Mas o uso da publicidade como parte da condenação pode ser melhor percebido na própria Folha do dia seguinte, referindo-se a como a Rede Globo de televisão tratou do assunto:
 

“’JN’ dedica quase 20 minutos a balanço do julgamento

O “Jornal Nacional” da TV Globo, programa jornalístico mais assistido da televisão brasileira, dedicou ontem 18 dos 32 minutos de sua edição a um balanço do julgamento do mensalão no Supremo Tribunal Federal.

O telejornal exibiu oito reportagens sobre o tema, contemplando desde o que chamou de “frases memoráveis” proferidas no plenário do STF às rusgas entre os ministros Joaquim Barbosa e Ricardo Lewandowski, respectivamente relator e revisor do processo na corte.

O segmento mais “quente” do telejornal, dedicado às notícias do dia (debate do tamanho das penas e a decisão de absolver réus de acusações em que houve empate no colegiado) consumiu 3min12s. O restante foi ocupado pelo resumo das 40 sessões de julgamento.”

Há, no entanto, um aspecto, novamente, da psique nacional que destoa do conceito de Foucault – É indecoroso ser passível de punição, mas pouco glorioso punir”.

Em relação ao julgamento do mensalão, nada parece ser mais glorioso que punir, se considerarmos a capa da revista Veja de 10 de outubro de 2012, referindo-se ao juiz relator do processo do mensalão, nas vésperas da condenação citada acima.

Sob uma foto do Ministro Joaquim Barbosa aos 14 anos de idade no “Colégio Estadual Antônio Carlos”, em Paracatu-MG, a chamada grandiloquente – “O MENINO POBRE QUE MUDOU O BRASIL”.

Algo da punição física, porém, ainda persiste no sistema prisional moderno, segundo Foucault:

“O sofrimento físico, a dor do corpo, não são mais os elementos constitutivos da pena. O castigo passou de uma arte das sensações insuportáveis a uma economia dos direitos suspensos. … Porém, castigos como trabalhos forçados ou prisão – privação pura e simples da liberdade – nunca funcionaram sem certos complementos punitivos referentes ao corpo: redução alimentar, privação sexual, expiação física, masmorra. … Na realidade, a prisão, nos seus dispositivos mais explícitos, sempre aplicou certas medidas de sofrimento físico”.

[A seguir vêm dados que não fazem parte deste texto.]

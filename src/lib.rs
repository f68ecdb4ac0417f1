pub mod api_mock;
pub mod bin_service;
pub mod config;
pub mod error;
pub mod http_types;
pub mod media_type;
pub mod mock;
pub mod spec;
pub mod validation_helpers;
pub mod validators;
pub mod violation_types;

pub use api_mock::{HttpMethod, MatchedOperation, OperationMatcher};
pub use bin_service::{
    is_openapi_bin, split_bin_path, BinResponse, DirectoryStore, DocumentStore, MockService,
    StaticResponse, StoreError,
};
pub use config::MockServerConfig;
pub use error::MockError;
pub use http_types::{MockRequest, MockResponse, ProblemDetails};
pub use mock::{ExampleGenerator, FirstChoice, FixedChoice, MockServer, RandomSource, ThreadRandom};
pub use spec::{load_openapi_document, parse_document, OpenApiDocument, ResolveReference};
pub use validators::{ParametersValidator, RequestBodyValidator, SchemaValidator};
pub use violation_types::{ValidationContext, ValidationError, ViolationKind};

Se não, como explicar esta manchete na Folha Online de 16/11/13 e o detalhado conteúdo sobre a vida na prisão que esperava os condenados do mensalão?

“Condenados do mensalão terão banho frio em prisões de Brasília”

“Os presos do mensalão que chegarão a Brasília neste sábado (16) terão de se adaptar a condições espartanas de acomodação na cadeia. As celas individuais que abrigarão os réus não têm mobília e comportam apenas uma cama, um lavatório e um vaso sanitário. O banho é frio e a comida é servida três vezes ao dia. De acordo com o subsecretário do Sistema Penitenciário (Sesipe), Cláudio Magalhães, as celas têm, em média, seis metros quadrados.

Cabe aos presidiários levar a sua própria roupa de cama e de banho, além das vestimentas. Pelas regras do sistema, todas as roupas têm de ser brancas ou em tons pastéis. Os detentos podem receber visitas de familiares a cada 15 dias. Nessas ocasiões, segundo Magalhães, as famílias podem levar comida para os detentos. Todos os alimentos são inspecionados pelos agentes penitenciários antes de serem entregues.”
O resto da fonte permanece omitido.